> **What is being asked**:
Retype word for word the lines of the data below, from the first to the one bearing "TOML into GeopackConfig", with that one included.

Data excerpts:
----------

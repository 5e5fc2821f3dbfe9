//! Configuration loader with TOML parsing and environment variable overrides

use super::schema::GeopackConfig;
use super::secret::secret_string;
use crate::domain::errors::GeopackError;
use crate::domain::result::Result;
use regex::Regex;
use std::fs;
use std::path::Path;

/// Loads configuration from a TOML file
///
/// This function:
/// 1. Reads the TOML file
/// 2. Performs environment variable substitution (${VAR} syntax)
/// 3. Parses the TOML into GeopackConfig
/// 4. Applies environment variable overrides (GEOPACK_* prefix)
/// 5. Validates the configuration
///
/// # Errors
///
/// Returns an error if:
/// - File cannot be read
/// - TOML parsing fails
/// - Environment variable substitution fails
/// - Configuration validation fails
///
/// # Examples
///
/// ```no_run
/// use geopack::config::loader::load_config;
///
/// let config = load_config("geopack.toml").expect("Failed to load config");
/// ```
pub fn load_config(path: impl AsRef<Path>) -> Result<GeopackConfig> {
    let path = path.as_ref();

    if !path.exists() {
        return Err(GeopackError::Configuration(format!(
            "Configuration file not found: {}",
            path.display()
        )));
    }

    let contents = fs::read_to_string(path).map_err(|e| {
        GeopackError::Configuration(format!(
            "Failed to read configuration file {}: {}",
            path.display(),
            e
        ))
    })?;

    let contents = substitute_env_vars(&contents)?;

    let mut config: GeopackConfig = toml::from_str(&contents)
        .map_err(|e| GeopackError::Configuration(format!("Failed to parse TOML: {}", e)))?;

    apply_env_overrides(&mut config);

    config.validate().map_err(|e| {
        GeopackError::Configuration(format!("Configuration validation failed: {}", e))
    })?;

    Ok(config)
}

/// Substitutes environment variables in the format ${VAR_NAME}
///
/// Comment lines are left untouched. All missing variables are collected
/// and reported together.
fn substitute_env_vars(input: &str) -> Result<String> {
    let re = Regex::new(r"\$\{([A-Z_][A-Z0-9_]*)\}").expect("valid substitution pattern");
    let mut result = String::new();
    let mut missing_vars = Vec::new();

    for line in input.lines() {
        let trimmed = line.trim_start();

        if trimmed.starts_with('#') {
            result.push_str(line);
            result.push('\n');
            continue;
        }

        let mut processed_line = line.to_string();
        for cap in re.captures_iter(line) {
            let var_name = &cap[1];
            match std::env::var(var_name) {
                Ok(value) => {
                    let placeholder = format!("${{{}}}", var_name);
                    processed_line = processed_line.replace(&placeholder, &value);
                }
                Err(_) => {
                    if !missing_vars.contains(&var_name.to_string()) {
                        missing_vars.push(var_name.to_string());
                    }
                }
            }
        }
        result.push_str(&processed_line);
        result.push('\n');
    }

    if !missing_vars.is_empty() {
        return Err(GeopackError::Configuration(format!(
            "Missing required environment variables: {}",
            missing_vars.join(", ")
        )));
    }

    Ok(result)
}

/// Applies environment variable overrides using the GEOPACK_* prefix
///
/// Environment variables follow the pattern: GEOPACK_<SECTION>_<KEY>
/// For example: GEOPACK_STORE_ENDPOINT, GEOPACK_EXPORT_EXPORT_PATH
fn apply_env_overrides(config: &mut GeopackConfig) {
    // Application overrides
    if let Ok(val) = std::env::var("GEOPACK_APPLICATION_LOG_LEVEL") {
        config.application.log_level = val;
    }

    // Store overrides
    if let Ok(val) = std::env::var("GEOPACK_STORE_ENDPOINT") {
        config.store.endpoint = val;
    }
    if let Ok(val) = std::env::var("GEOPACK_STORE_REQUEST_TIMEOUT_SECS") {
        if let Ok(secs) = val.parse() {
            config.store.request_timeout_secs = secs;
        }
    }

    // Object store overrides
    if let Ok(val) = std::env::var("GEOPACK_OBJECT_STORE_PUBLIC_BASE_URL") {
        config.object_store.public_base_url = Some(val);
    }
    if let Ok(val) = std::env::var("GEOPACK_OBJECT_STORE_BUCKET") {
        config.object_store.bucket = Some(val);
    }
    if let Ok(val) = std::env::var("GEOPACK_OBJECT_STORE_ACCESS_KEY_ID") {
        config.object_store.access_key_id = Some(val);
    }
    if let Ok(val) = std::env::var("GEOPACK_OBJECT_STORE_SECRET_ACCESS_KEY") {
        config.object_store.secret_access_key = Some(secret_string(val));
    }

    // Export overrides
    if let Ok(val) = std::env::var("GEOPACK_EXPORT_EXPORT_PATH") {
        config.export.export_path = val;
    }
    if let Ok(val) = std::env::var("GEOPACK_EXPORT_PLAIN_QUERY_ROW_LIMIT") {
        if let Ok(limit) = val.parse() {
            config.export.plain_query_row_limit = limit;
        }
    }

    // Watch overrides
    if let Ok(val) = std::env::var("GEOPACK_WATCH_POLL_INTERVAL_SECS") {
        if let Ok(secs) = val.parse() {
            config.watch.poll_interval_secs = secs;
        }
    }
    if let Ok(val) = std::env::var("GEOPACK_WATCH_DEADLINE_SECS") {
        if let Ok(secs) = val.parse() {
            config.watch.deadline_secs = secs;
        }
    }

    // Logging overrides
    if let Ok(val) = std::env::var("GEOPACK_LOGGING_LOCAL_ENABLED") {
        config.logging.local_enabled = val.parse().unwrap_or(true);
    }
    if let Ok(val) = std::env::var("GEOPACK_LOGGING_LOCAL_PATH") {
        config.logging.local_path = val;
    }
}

----------

> **Written response**:
repository 5e5fc2821f3dbfe9
//! Configuration loader with TOML parsing and environment variable overrides

use super::schema::GeopackConfig;
use super::secret::secret_string;
use crate::domain::errors::GeopackError;
use crate::domain::result::Result;
use regex::Regex;
use std::fs;
use std::path::Path;

/// Loads configuration from a TOML file
///
/// This function:
/// 1. Reads the TOML file
/// 2. Performs environment variable substitution (${VAR} syntax)
/// 3. Parses the TOML into GeopackConfig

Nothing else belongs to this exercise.